The Immortality of Brand New 'The Devil and God Are Raging Inside Me'

Dez anos desde o seu lançamento, refletimos sobre um álbum raro: aquele que nos pede para olharmos para a parte mais prejudicial de nossa alma, e muitas vezes surge com mais perguntas do que respostas. Londres, GB
  • Para aqueles que não conhecem a história da arquitetura do Brand New, seus dois primeiros álbuns foram, para todos os efeitos, compatíveis com a estética da cena emo da época. Seu álbum de estreia, Sua arma favorita , é uma viagem tumultuada pelo que são essencialmente as últimas páginas da página do LiveJournal de um adolescente carente e de coração partido. O seguimento, Deixa eu entender , expandiu e escureceu sobre esses temas, mas continuou a ser repleto com a insígnia do gênero: ganchos fortes, títulos de músicas abertamente longos, letras sobre estar entediado até a morte ou querer acreditar no amor. Não é que esses álbuns não sejam bons; eles são alguns dos discos mais bem escritos e pop daquela época. Mas comparando-os com O diabo e Deus estão enfurecidos dentro de mim é como tentar pegar fumaça.

    Para começar, O diabo e deus é um dos discos mais altos que você já ouviu.

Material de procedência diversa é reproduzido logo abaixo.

use std::path::PathBuf;
use std::rc::Rc;

use anyhow::Context;
use clap::{Args, Parser, Subcommand};
use cubefield_common::{ColorRgb, LocalToWorld};
use cubefield_input::{Action, InputState};
use cubefield_kernel::{FrameContext, Game, SceneConfig};
use cubefield_render::{
    COLOR_SLOT, CameraUniforms, DrawIndirectCommand, InstancedRenderer, POSITION_SLOT,
    RecordingContext, TRANSFORM_SLOT, VertexAttribute, instance_attribute_lanes,
};
use tracing_subscriber::EnvFilter;

#[derive(Parser)]
#[command(name = "cubefield-cli", about = "Headless tools for the cubefield renderer")]
struct Cli {
    /// Enable verbose logging
    #[arg(short, long)]
    verbose: bool,

    #[command(subcommand)]
    command: Commands,
}

#[derive(Subcommand)]
enum Commands {
    /// Print version and scene summary
    Info {
        /// Scene description (YAML)
        #[arg(long)]
        scene: Option<PathBuf>,
    },
    /// Run frames against the recording backend and report every draw
    Simulate(SimulateArgs),
    /// Print the vertex attribute lanes of the instanced pipeline
    Layout,
}

#[derive(Args, Debug, Clone)]
struct SimulateArgs {
    /// Number of frames to run
    #[arg(short, long, default_value = "5")]
    frames: usize,
    /// Frame delta time in seconds
    #[arg(long, default_value = "0.016")]
    dt: f32,
    /// Spawn one cube every N frames (0 disables)
    #[arg(long, default_value = "0")]
    spawn_every: usize,
    /// Remove the last spawned cube every N frames (0 disables)
    #[arg(long, default_value = "0")]
    remove_every: usize,
    /// Rows per ECS chunk
    #[arg(long)]
    chunk_size: Option<usize>,
    /// Scene description (YAML)
    #[arg(long)]
    scene: Option<PathBuf>,
}

/// One simulated frame as the device saw it.
#[derive(Debug, Clone, PartialEq)]
struct FrameReport {
    frame: usize,
    command: DrawIndirectCommand,
    resized: bool,
    chunks: usize,
    color_allocations: usize,
    transform_allocations: usize,
    in_bounds: bool,
}

fn load_scene(path: Option<&PathBuf>) -> anyhow::Result<SceneConfig> {
    match path {
        Some(path) => SceneConfig::load(path)
            .with_context(|| format!("loading scene {}", path.display())),
        None => Ok(SceneConfig::default()),
    }
}

fn frame_input(args: &SimulateArgs, frame: usize) -> InputState {
    let mut input = InputState::new();
    let due = |every: usize| every > 0 && frame > 0 && frame % every == 0;
    if due(args.spawn_every) {
        input.press(Action::SpawnCube);
    }
    if due(args.remove_every) {
        input.press(Action::RemoveCube);
    }
    input
}

fn simulate(args: &SimulateArgs, scene: &SceneConfig) -> anyhow::Result<Vec<FrameReport>> {
    let ctx = Rc::new(RecordingContext::new());
    let mut renderer = InstancedRenderer::new(ctx.clone())?;
    let mut game = match args.chunk_size {
        Some(chunk_size) => {
            anyhow::ensure!(chunk_size > 0, "--chunk-size must be at least 1");
            Game::with_chunk_size(scene, chunk_size)
        }
        None => Game::new(scene),
    };

    let mut reports = Vec::with_capacity(args.frames);
    for frame in 0..args.frames {
        let input = frame_input(args, frame);
        game.update(&FrameContext::new(args.dt, &input));

        let camera = CameraUniforms::from(&game.camera_data()?);
        let stats = renderer.draw(&game.instances(), &camera);
        let draw = ctx
            .last_draw()
            .context("renderer did not issue a draw")?;
        ctx.clear_draws();

        reports.push(FrameReport {
            frame,
            command: draw.command,
            resized: stats.resized,
            chunks: stats.chunks_streamed,
            color_allocations: renderer.colors().buffer().allocations(),
            transform_allocations: renderer.transforms().buffer().allocations(),
            in_bounds: draw.is_in_bounds(),
        });
    }
    Ok(reports)
}

fn describe_lane(attribute: &VertexAttribute) -> String {
    let rate = if attribute.divisor == 0 {
        "per-vertex".to_string()
    } else {
        format!("per-instance (divisor {})", attribute.divisor)
    };
    format!(
        "location {}: {} x f32, stride {}, offset {}, {rate}",
        attribute.location, attribute.components, attribute.stride, attribute.offset
    )
}

fn pipeline_layout() -> Vec<(&'static str, Vec<VertexAttribute>)> {
    vec![
        (
            "position",
            vec![VertexAttribute {
                location: POSITION_SLOT,
                components: 3,
                stride: 12,
                offset: 0,
                divisor: 0,
            }],
        ),
        (
            "color",
            instance_attribute_lanes(
                COLOR_SLOT,
                (size_of::<ColorRgb>() / 4) as u32,
                size_of::<ColorRgb>() as u32,
            ),
        ),
        (
            "local_to_world",
            instance_attribute_lanes(
                TRANSFORM_SLOT,
                (size_of::<LocalToWorld>() / 4) as u32,
                size_of::<LocalToWorld>() as u32,
            ),
        ),
    ]
}

fn main() -> anyhow::Result<()> {
    let cli = Cli::parse();

    let filter = if cli.verbose { "debug" } else { "info" };
    tracing_subscriber::fmt()
        .with_env_filter(EnvFilter::new(filter))
        .init();

    match cli.command {
        Commands::Info { scene } => {
            let scene = load_scene(scene.as_ref())?;
            println!("cubefield-cli v{}", env!("CARGO_PKG_VERSION"));
            println!(
                "scene: {} cubes ({} listed, grid: {})",
                scene.cube_count(),
                scene.cubes.len(),
                scene
                    .grid
                    .as_ref()
                    .map(|g| format!("{}x{}", g.columns, g.rows))
                    .unwrap_or_else(|| "none".to_string())
            );
            println!(
                "camera: position {}, fov {}, clip {}..{}",
                scene.camera.position.0,
                scene.camera.fov_degrees,
                scene.camera.near_clip,
                scene.camera.far_clip
            );
        }
        Commands::Simulate(args) => {
            let scene = load_scene(args.scene.as_ref())?;
            let reports = simulate(&args, &scene)?;
            for r in &reports {
                println!(
                    "frame {:>3}: indices={} instances={} resized={} chunks={} allocations(color={}, transform={}) {}",
                    r.frame,
                    r.command.index_count,
                    r.command.instance_count,
                    r.resized,
                    r.chunks,
                    r.color_allocations,
                    r.transform_allocations,
                    if r.in_bounds { "OK" } else { "OVERRUN" }
                );
            }
            let overruns = reports.iter().filter(|r| !r.in_bounds).count();
            if overruns > 0 {
                anyhow::bail!("{overruns} of {} frames read past an instance stream", reports.len());
            }
        }
        Commands::Layout => {
            for (stream, lanes) in pipeline_layout() {
                println!("{stream}:");
                for lane in &lanes {
                    println!("  {}", describe_lane(lane));
                }
            }
        }
    }

    Ok(())
}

É como um trem de carga colidindo com sua caixa torácica a toda velocidade. Mas, nesses momentos sombrios, também é lindo, como se fosse uma pistola de pregos amarrada à sua cabeça e puxado o gatilho, apenas para soltar um raio de luz. A maioria das bandas emo escreve sobre a morte através das lentes de um adolescente que está entediado com o subúrbio e quer uma saída. Mas O diabo e deus é um álbum que nasce literalmente do processo de colocar alguém no chão e deixar sentimentos sob o solo e da busca sem fim por uma trégua que vem depois.

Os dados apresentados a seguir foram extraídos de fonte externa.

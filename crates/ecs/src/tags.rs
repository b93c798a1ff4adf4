use std::ops::BitOr;

/// Set of up to 32 marker tags attached to an entity.
///
/// Tags carry no data; they take part in archetype identity and are used by
/// query filters (e.g. "render everything tagged as a cube").
#[derive(Debug, Clone, Copy, PartialEq, Eq, Hash, Default)]
pub struct Tags(u32);

impl Tags {
    pub const NONE: Self = Self(0);

    /// Tag with only bit `n` set. Panics at compile time for `n >= 32`.
    pub const fn bit(n: u32) -> Self {
        assert!(n < 32, "at most 32 tags are supported");
        Self(1 << n)
    }

    pub const fn bits(&self) -> u32 {
        self.0
    }

    pub const fn is_empty(&self) -> bool {
        self.0 == 0
    }

    /// True when every tag in `other` is present.
    pub const fn contains(&self, other: Tags) -> bool {
        self.0 & other.0 == other.0
    }

    /// True when at least one tag in `other` is present.
    pub const fn intersects(&self, other: Tags) -> bool {
        self.0 & other.0 != 0
    }
}

impl BitOr for Tags {
    type Output = Tags;

    fn bitor(self, rhs: Tags) -> Tags {
        Tags(self.0 | rhs.0)
    }
}

#[cfg(test)]
mod tests {
    use super::*;

    const A: Tags = Tags::bit(0);
    const B: Tags = Tags::bit(1);
    const C: Tags = Tags::bit(5);

    #[test]
    fn contains_and_intersects() {
        let ab = A | B;
        assert!(ab.contains(A));
        assert!(ab.contains(A | B));
        assert!(!ab.contains(A | C));
        assert!(ab.intersects(B | C));
        assert!(!ab.intersects(C));
    }

    #[test]
    fn empty_set() {
        assert!(Tags::NONE.is_empty());
        assert!(A.contains(Tags::NONE));
        assert!(!A.intersects(Tags::NONE));
        assert_eq!((A | C).bits(), 0b10_0001);
    }
}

    Na adolescência, a adolescência parece uma esteira rolante do primeiro-depois-do-primeiro-depois-do-primeiro. Primeiro beijo; primeira separação; primeira vez usando drogas ou vomitando no chão de um trem; primeira morte de um membro da família; primeira estadia prolongada fora de casa; primeiro argumento que faz com que você seja expulso de casa; primeira reconciliação. Mas os grandes sentimentos crus por trás desses eventos inaugurais nunca vão embora. Terceiro rompimento, quinta morte, uma quantidade aparentemente infinita de tempo gasto usando drogas e adormecendo ao lado de uma pilha de doentes. Esses eventos se repetem e, à medida que o fazem, as perguntas e respostas aumentam. A vida se torna assustadora. O abismo entre a escuridão e a luz se torna vasto. O perigo de escorregar entre uma fenda representa uma ameaça ao seu futuro.

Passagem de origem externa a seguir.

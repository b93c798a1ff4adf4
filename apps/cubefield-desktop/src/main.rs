mod keymap;

use std::path::PathBuf;
use std::rc::Rc;
use std::sync::Arc;
use std::time::{Duration, Instant};

use anyhow::{Context, Result};
use clap::Parser;
use cubefield_input::InputState;
use cubefield_kernel::{FrameContext, Game, SceneConfig};
use cubefield_render::{CameraUniforms, InstancedRenderer, RenderError};
use cubefield_render_wgpu::WgpuContext;
use tracing_subscriber::EnvFilter;
use winit::application::ApplicationHandler;
use winit::dpi::PhysicalSize;
use winit::event::{DeviceEvent, ElementState, KeyEvent, WindowEvent};
use winit::event_loop::{ActiveEventLoop, ControlFlow, EventLoop};
use winit::keyboard::{KeyCode, PhysicalKey};
use winit::window::{Window, WindowId};

use crate::keymap::{action_for_key, is_look_button};

const CLEAR_COLOR: wgpu::Color = wgpu::Color {
    r: 0.1,
    g: 0.1,
    b: 0.15,
    a: 1.0,
};

#[derive(Parser)]
#[command(name = "cubefield-desktop", about = "Fly around a field of instanced cubes")]
struct Cli {
    /// Enable verbose logging
    #[arg(short, long)]
    verbose: bool,

    /// Scene description (YAML). Defaults to the three-cube scene.
    #[arg(long)]
    scene: Option<PathBuf>,

    /// Initial window width
    #[arg(long, default_value_t = 800)]
    width: u32,

    /// Initial window height
    #[arg(long, default_value_t = 600)]
    height: u32,
}

/// Counts frames and reports the rate about once per second.
struct FpsCounter {
    frames: u32,
    since: Instant,
}

impl FpsCounter {
    const WINDOW: Duration = Duration::from_secs(1);

    fn new(now: Instant) -> Self {
        Self {
            frames: 0,
            since: now,
        }
    }

    fn tick(&mut self, now: Instant) -> Option<f32> {
        self.frames += 1;
        let elapsed = now.saturating_duration_since(self.since);
        if elapsed < Self::WINDOW {
            return None;
        }
        let fps = self.frames as f32 / elapsed.as_secs_f32();
        self.frames = 0;
        self.since = now;
        Some(fps)
    }
}

struct Gpu {
    surface: wgpu::Surface<'static>,
    config: wgpu::SurfaceConfiguration,
    context: Rc<WgpuContext>,
    renderer: InstancedRenderer,
}

struct App {
    game: Game,
    input: InputState,
    initial_size: PhysicalSize<u32>,
    window: Option<Arc<Window>>,
    gpu: Option<Gpu>,
    last_frame: Instant,
    fps: FpsCounter,
    error: Option<anyhow::Error>,
}

impl App {
    fn new(scene: &SceneConfig, initial_size: PhysicalSize<u32>) -> Self {
        let now = Instant::now();
        Self {
            game: Game::new(scene),
            input: InputState::new(),
            initial_size,
            window: None,
            gpu: None,
            last_frame: now,
            fps: FpsCounter::new(now),
            error: None,
        }
    }

    fn init_gpu(&mut self, event_loop: &ActiveEventLoop) -> Result<()> {
        let attrs = Window::default_attributes()
            .with_title("cubefield")
            .with_inner_size(self.initial_size);
        let window = Arc::new(event_loop.create_window(attrs)?);

        let instance = wgpu::Instance::new(&wgpu::InstanceDescriptor {
            backends: wgpu::Backends::all(),
            ..Default::default()
        });
        let surface = instance.create_surface(window.clone())?;

        let adapter = pollster::block_on(instance.request_adapter(&wgpu::RequestAdapterOptions {
            power_preference: wgpu::PowerPreference::HighPerformance,
            compatible_surface: Some(&surface),
            force_fallback_adapter: false,
        }))
        .context("no compatible GPU adapter")?;

        let (device, queue) = pollster::block_on(adapter.request_device(
            &wgpu::DeviceDescriptor {
                label: Some("cubefield_device"),
                required_features: wgpu::Features::empty(),
                required_limits: wgpu::Limits::default(),
                memory_hints: Default::default(),
            },
            None,
        ))?;

        let size = window.inner_size();
        let surface_caps = surface.get_capabilities(&adapter);
        let surface_format = surface_caps
            .formats
            .iter()
            .find(|f| f.is_srgb())
            .or_else(|| surface_caps.formats.first())
            .copied()
            .context("surface reports no texture formats")?;

        let config = wgpu::SurfaceConfiguration {
            usage: wgpu::TextureUsages::RENDER_ATTACHMENT,
            format: surface_format,
            width: size.width.max(1),
            height: size.height.max(1),
            present_mode: wgpu::PresentMode::AutoVsync,
            alpha_mode: surface_caps
                .alpha_modes
                .first()
                .copied()
                .unwrap_or(wgpu::CompositeAlphaMode::Auto),
            view_formats: vec![],
            desired_maximum_frame_latency: 2,
        };
        surface.configure(&device, &config);
        self.game
            .set_aspect_ratio(config.width as f32 / config.height as f32);

        let context = Rc::new(WgpuContext::new(
            device,
            queue,
            surface_format,
            config.width,
            config.height,
        ));
        let renderer = InstancedRenderer::new(context.clone())?;

        tracing::info!(
            "GPU initialized with {} backend",
            adapter.get_info().backend.to_str()
        );

        self.window = Some(window);
        self.gpu = Some(Gpu {
            surface,
            config,
            context,
            renderer,
        });
        Ok(())
    }

    fn resize(&mut self, size: PhysicalSize<u32>) {
        let Some(gpu) = &mut self.gpu else {
            return;
        };
        gpu.config.width = size.width.max(1);
        gpu.config.height = size.height.max(1);
        gpu.surface.configure(gpu.context.device(), &gpu.config);
        gpu.context.resize(gpu.config.width, gpu.config.height);
        self.game
            .set_aspect_ratio(size.width as f32 / size.height.max(1) as f32);
    }

    fn render_frame(&mut self) -> Result<()> {
        let now = Instant::now();
        let dt = (now - self.last_frame).as_secs_f32().min(0.1);
        self.last_frame = now;

        self.game.update(&FrameContext::new(dt, &self.input));
        self.input.end_frame();

        let Some(gpu) = &mut self.gpu else {
            return Ok(());
        };
        let output = match gpu.surface.get_current_texture() {
            Ok(texture) => texture,
            Err(wgpu::SurfaceError::Lost | wgpu::SurfaceError::Outdated) => {
                gpu.surface.configure(gpu.context.device(), &gpu.config);
                return Ok(());
            }
            Err(wgpu::SurfaceError::OutOfMemory) => {
                return Err(RenderError::Surface("out of memory".to_string()).into());
            }
            Err(e) => {
                tracing::warn!("surface error: {e}");
                return Ok(());
            }
        };
        let view = output
            .texture
            .create_view(&wgpu::TextureViewDescriptor::default());

        let camera = CameraUniforms::from(&self.game.camera_data()?);
        gpu.context.begin_frame(CLEAR_COLOR);
        let stats = gpu.renderer.draw(&self.game.instances(), &camera);
        gpu.context.end_frame(&view)?;
        output.present();

        if let Some(fps) = self.fps.tick(now) {
            tracing::info!(instances = stats.instance_count, "FPS: {fps:.2}");
        }
        Ok(())
    }

    fn fail(&mut self, event_loop: &ActiveEventLoop, err: anyhow::Error) {
        tracing::error!("{err:#}");
        self.error = Some(err);
        event_loop.exit();
    }
}

impl ApplicationHandler for App {
    fn resumed(&mut self, event_loop: &ActiveEventLoop) {
        if self.window.is_some() {
            return;
        }
        if let Err(err) = self.init_gpu(event_loop) {
            self.fail(event_loop, err);
        }
    }

    fn window_event(&mut self, event_loop: &ActiveEventLoop, _window_id: WindowId, event: WindowEvent) {
        match event {
            WindowEvent::CloseRequested => {
                event_loop.exit();
            }
            WindowEvent::Resized(new_size) => {
                self.resize(new_size);
            }
            WindowEvent::KeyboardInput {
                event:
                    KeyEvent {
                        physical_key: PhysicalKey::Code(key),
                        state,
                        ..
                    },
                ..
            } => {
                let pressed = state == ElementState::Pressed;
                if key == KeyCode::Escape && pressed {
                    event_loop.exit();
                    return;
                }
                if let Some(action) = action_for_key(key) {
                    if pressed {
                        self.input.press(action);
                    } else {
                        self.input.release(action);
                    }
                }
            }
            WindowEvent::MouseInput { button, state, .. } if is_look_button(button) => {
                let held = state == ElementState::Pressed;
                self.input.set_look_held(held);
                if let Some(window) = &self.window {
                    window.set_cursor_visible(!held);
                }
            }
            WindowEvent::RedrawRequested => {
                if let Err(err) = self.render_frame() {
                    self.fail(event_loop, err);
                    return;
                }
                if let Some(window) = &self.window {
                    window.request_redraw();
                }
            }
            _ => {}
        }
    }

    fn device_event(
        &mut self,
        _event_loop: &ActiveEventLoop,
        _device_id: winit::event::DeviceId,
        event: DeviceEvent,
    ) {
        if let DeviceEvent::MouseMotion { delta } = event {
            self.input.add_mouse_delta(delta.0 as f32, delta.1 as f32);
        }
    }

    fn about_to_wait(&mut self, _event_loop: &ActiveEventLoop) {
        if let Some(window) = &self.window {
            window.request_redraw();
        }
    }
}

fn main() -> Result<()> {
    let cli = Cli::parse();

    let filter = if cli.verbose { "debug" } else { "info" };
    tracing_subscriber::fmt()
        .with_env_filter(EnvFilter::new(filter))
        .init();

    let scene = match &cli.scene {
        Some(path) => SceneConfig::load(path)?,
        None => SceneConfig::default(),
    };
    tracing::info!("cubefield-desktop starting");

    let event_loop = EventLoop::new()?;
    event_loop.set_control_flow(ControlFlow::Poll);

    let mut app = App::new(&scene, PhysicalSize::new(cli.width, cli.height));
    event_loop.run_app(&mut app)?;

    match app.error.take() {
        Some(err) => Err(err),
        None => Ok(()),
    }
}

#[cfg(test)]
mod tests {
    use super::*;

    #[test]
    fn fps_reported_once_per_second() {
        let start = Instant::now();
        let mut fps = FpsCounter::new(start);
        for i in 1..60 {
            assert_eq!(fps.tick(start + Duration::from_millis(i * 16)), None);
        }
        let rate = fps.tick(start + Duration::from_secs(1)).unwrap();
        assert!((rate - 60.0).abs() < 1e-3, "{rate}");
        assert_eq!(fps.tick(start + Duration::from_millis(1010)), None);
    }

    #[test]
    fn cli_defaults_to_800_by_600() {
        let cli = Cli::parse_from(["cubefield-desktop"]);
        assert_eq!((cli.width, cli.height), (800, 600));
        assert!(cli.scene.is_none());
        assert!(!cli.verbose);
    }
}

    São esses momentos e os sentimentos dentro deles que tornam os novos O diabo e Deus estão enfurecidos dentro de mim um álbum especial. Como um bom vinho, amadurece com o tempo. Ao ir ao cerne dos elementos mais sombrios da experiência humana, nunca respondendo a nenhuma pergunta, mas apresentando o sentimento dentro deles, é um disco que tem a capacidade de crescer com o ouvinte, ganhando cada vez mais significado com o passar da vida. Ao forçar seu escopo, Brand New criou um álbum sombrio, intenso e emocionalmente complexo. É um registro que o esmurra, pede que você busque luz no fim do túnel e ele estará aqui para sempre.